Les signes qui montrent une allergie au gluten



La majorité des personnes intolérantes au gluten restent très longtemps, voire toute leur vie, sans être diagnostiquées car les symptômes ne sont pas très marqués ou alors apparaissent de manière chronique, de sorte que la personne ne s’en préoccupe pas outre-mesure.
Certaines d’entre elles peuvent aussi ne pas avoir de symptômes du tout.  Il faut donc être particulièrement vigilant aux petits désagréments du quotidien auxquels on s’habitue mais qui pourraient cependant être marqueurs d’une maladie coeliaque.
Les symptômes digestifs

En cas de maladie coeliaque, plusieurs types de symptômes sont possibles mais ceux associés à la sphère digestive sont les plus courants. Parmi eux, on note :
-une diarrhée chronique, en alternance parfois avec de la constipation

-des vomissements
-des douleurs abdominales
-des ballonnements et des flatulences (émission de gaz intestinaux)
-un inconfort digestif global et permanent
-une perte d’appétit
Les symptômes non digestifs


Outre les signaux digestifs, d’autres symptômes, plus disparates, peuvent faire penser à une allergie au gluten. Ils doivent être associés aux symptômes digestifs évoqués plus haut, et se manifester sur plusieurs semaines, voire mois.
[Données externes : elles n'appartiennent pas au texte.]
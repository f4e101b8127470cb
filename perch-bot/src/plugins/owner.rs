//! Running the bot itself: plugins, command names, persistence, quitting.

use perch_core::config::Scope;
use perch_core::dispatch::CommandError;
use perch_core::dispatch::converter::{Arg, Conv};
use perch_core::format::quoted;
use perch_core::plugin::{Action, CommandSpec, Invocation, Plugin};

pub struct Owner;

impl Plugin for Owner {
    fn description(&self) -> &str {
        "Loading plugins, renaming and disabling commands, and shutting down."
    }

    fn commands(&self) -> Vec<CommandSpec> {
        vec![
            CommandSpec::new("load", "<plugin>\nLoads <plugin>.")
                .args(vec![Conv::Something])
                .capability("admin"),
            CommandSpec::new("unload", "<plugin>\nUnloads <plugin>.")
                .args(vec![Conv::Plugin])
                .capability("admin"),
            CommandSpec::new("reload", "<plugin>\nUnloads and loads <plugin> again, keeping its state.")
                .args(vec![Conv::Plugin])
                .capability("admin"),
            CommandSpec::new("rename", "<plugin> <command> <new name>\nMakes <plugin>'s <command> answer to <new name>.")
                .args(vec![Conv::Plugin, Conv::Something, Conv::Something])
                .capability("owner"),
            CommandSpec::new("unrename", "<plugin> <name>\nUndoes a rename of one of <plugin>'s commands.")
                .args(vec![Conv::Plugin, Conv::Something])
                .capability("owner"),
            CommandSpec::new("disable", "[<plugin>] <command>\nHides <command> (of <plugin> only, if given) from everyone.")
                .args(vec![Conv::optional(Conv::Plugin), Conv::Something])
                .capability("owner"),
            CommandSpec::new("enable", "[<plugin>] <command>\nUndoes disable.")
                .args(vec![Conv::optional(Conv::Plugin), Conv::Something])
                .capability("owner"),
            CommandSpec::new(
                "defaultplugin",
                "<command> [<plugin>]\nMakes <plugin> answer <command> when several plugins offer it; shows the current choice without <plugin>.",
            )
            .args(vec![Conv::Something, Conv::additional(Conv::Plugin)])
            .capability("owner"),
            CommandSpec::new("flush", "\nWrites the configuration and databases to disk.").capability("owner"),
            CommandSpec::new("quit", "[<text>]\nDisconnects from every network with <text> as the quit message.")
                .args(vec![Conv::Rest])
                .capability("owner"),
        ]
    }

    fn call(&mut self, command: &str, inv: &mut Invocation<'_>, args: Vec<Arg>) -> Result<(), CommandError> {
        let name = |i: usize| args[i].to_string();
        match command {
            "load" => inv.act(Action::Load(name(0))),
            "unload" => inv.act(Action::Unload(name(0))),
            "reload" => inv.act(Action::Reload(name(0))),
            "rename" => {
                let to = name(2).to_lowercase();
                if to.contains(['.', ' ']) {
                    return Err(CommandError::Failed("Command names may not contain dots or spaces.".into()));
                }
                inv.act(Action::Rename { plugin: name(0), from: name(1), to });
            }
            "unrename" => inv.act(Action::Unrename { plugin: name(0), name: name(1) }),
            "disable" | "enable" => {
                let target = match args[0].str() {
                    Some(plugin) => format!("{plugin}.{}", name(1)),
                    None => name(1),
                };
                if command == "disable" {
                    let lowered = target.to_lowercase();
                    if lowered == "enable" || lowered.starts_with("owner.") {
                        return Err(CommandError::Failed("You probably don't want to disable that.".into()));
                    }
                    inv.act(Action::Disable(target));
                } else {
                    inv.act(Action::Enable(target));
                }
            }
            "defaultplugin" => {
                let command = name(0).to_lowercase();
                let key = format!("commands.defaultPlugins.{command}");
                match args[1].str() {
                    None => {
                        let current = inv.ctx.registry.string(&key, None, None);
                        if current.is_empty() {
                            inv.reply(format!("No default plugin is set for {}.", quoted(&command)));
                        } else {
                            inv.reply(current);
                        }
                    }
                    Some(plugin) => {
                        if inv.index.lookup(plugin, &command).is_none() {
                            return Err(CommandError::Failed(format!(
                                "{plugin} has no command named {}.",
                                quoted(&command)
                            )));
                        }
                        inv.ctx
                            .registry
                            .set(&key, &Scope::global(), plugin)
                            .map_err(|e| CommandError::Failed(e.to_string()))?;
                        inv.reply_success(None);
                    }
                }
            }
            "flush" => inv.act(Action::Flush),
            "quit" => {
                tracing::info!(by = %inv.hostmask(), "Quit requested");
                inv.act(Action::Shutdown(name(0)));
            }
            other => return Err(CommandError::InvalidCommand(other.to_string())),
        }
        Ok(())
    }
}

#[cfg(test)]
mod tests {
    use perch_core::session::Request;

    use crate::plugins::testing::Bench;

    fn bench() -> Bench {
        let b = Bench::new();
        b.user("alice", "alice!*@alice.host", &["owner"]);
        b
    }

    #[test]
    fn plugins_load_and_unload() {
        let mut b = bench();
        assert_eq!(
            b.texts(":alice!a@alice.host PRIVMSG #perch :perch: unload Utilities"),
            vec!["The operation succeeded."]
        );
        assert!(b.send(":alice!a@alice.host PRIVMSG #perch :perch: echo hi").is_empty());
        assert_eq!(
            b.texts(":alice!a@alice.host PRIVMSG #perch :perch: load Utilities"),
            vec!["The operation succeeded."]
        );
        assert_eq!(b.texts(":alice!a@alice.host PRIVMSG #perch :perch: echo hi"), vec!["hi"]);
        let texts = b.texts(":alice!a@alice.host PRIVMSG #perch :perch: load Nonsense");
        assert!(texts[0].starts_with("Error: "), "{texts:?}");
    }

    #[test]
    fn reload_needs_admin() {
        let mut b = bench();
        let texts = b.texts(":bob!b@bob.host PRIVMSG #perch :perch: reload Utilities");
        assert!(texts[0].starts_with("Error: ") && texts[0].contains("admin"), "{texts:?}");
        assert_eq!(
            b.texts(":alice!a@alice.host PRIVMSG #perch :perch: reload Utilities"),
            vec!["The operation succeeded."]
        );
    }

    #[test]
    fn renames_and_disables() {
        let mut b = bench();
        b.send(":alice!a@alice.host PRIVMSG #perch :perch: rename Utilities echo say");
        assert_eq!(b.texts(":alice!a@alice.host PRIVMSG #perch :perch: say hi"), vec!["hi"]);
        b.send(":alice!a@alice.host PRIVMSG #perch :perch: unrename Utilities say");
        assert_eq!(b.texts(":alice!a@alice.host PRIVMSG #perch :perch: echo hi"), vec!["hi"]);

        assert_eq!(
            b.texts(":alice!a@alice.host PRIVMSG #perch :perch: disable Utilities last"),
            vec!["The operation succeeded."]
        );
        assert!(b.send(":alice!a@alice.host PRIVMSG #perch :perch: last a b").is_empty());
        b.send(":alice!a@alice.host PRIVMSG #perch :perch: enable Utilities last");
        assert_eq!(b.texts(":alice!a@alice.host PRIVMSG #perch :perch: last a b"), vec!["b"]);

        let texts = b.texts(":alice!a@alice.host PRIVMSG #perch :perch: disable enable");
        assert_eq!(texts, vec!["Error: You probably don't want to disable that."]);
    }

    #[test]
    fn default_plugins_are_shown_and_set() {
        let mut b = bench();
        assert_eq!(b.texts(":alice!a@alice.host PRIVMSG #perch :perch: defaultplugin help"), vec!["Misc"]);
        assert_eq!(
            b.texts(":alice!a@alice.host PRIVMSG #perch :perch: defaultplugin ignore Channel"),
            vec!["The operation succeeded."]
        );
        assert_eq!(b.ctx().registry.string("commands.defaultPlugins.ignore", None, None), "Channel");
        let texts = b.texts(":alice!a@alice.host PRIVMSG #perch :perch: defaultplugin echo Misc");
        assert_eq!(texts, vec!["Error: Misc has no command named \"echo\"."]);
    }

    #[test]
    fn flush_and_quit() {
        let mut b = bench();
        assert_eq!(
            b.texts(":alice!a@alice.host PRIVMSG #perch :perch: flush"),
            vec!["The operation succeeded."]
        );
        assert!(b.send(":alice!a@alice.host PRIVMSG #perch :perch: quit see you").is_empty());
        assert_eq!(b.session.take_requests(), vec![Request::Shutdown("see you".into())]);
        let texts = b.texts(":bob!b@bob.host PRIVMSG #perch :perch: quit");
        assert!(texts[0].contains("owner"), "{texts:?}");
    }
}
Passage en revue des plus fréquents.  :
-une fatigue prolongée et inexpliquée

-une perte de poids inexpliquée
-une anémie ou une carence en vitamine B9 (acide folique) 
-de l’ostéoporose et/ou une fracture
-une stérilité malgré des examens qui ont révélé un fonctionnement normal des organes génitaux chez les deux partenaires
-une atteinte des nerfs des membres (=neuropathie périphérique).
-des aphtes et/ou une atteinte des muqueuses buccales
Les symptômes décelables chez les bébés
Chez le nourrisson, les premiers symptômes surviennent seulement quelques semaines après l’introduction du gluten dans l’alimentation et non pas immédiatement. Des diarrhées qui deviennent chroniques et durent plusieurs semaines avec des selles abondantes, un manque d’appétit et un changement de comportement (bébé grognon, moins actif) peuvent faire penser à une allergie au gluten. La croissance et le poids de l'enfant sont parfois impactés. 
Les symptômes décelables chez les enfants

Les symptômes de la maladie cœliaque chez l’enfant peuvent se révéler très divers. Ils sont sensiblement les mêmes que ceux des adultes, à savoir diarrhée chronique ou intermittente, nausées et/ou vomissements, douleurs abdominales, fatigue chronique, irritabilité, anémie, aphtes récidivants.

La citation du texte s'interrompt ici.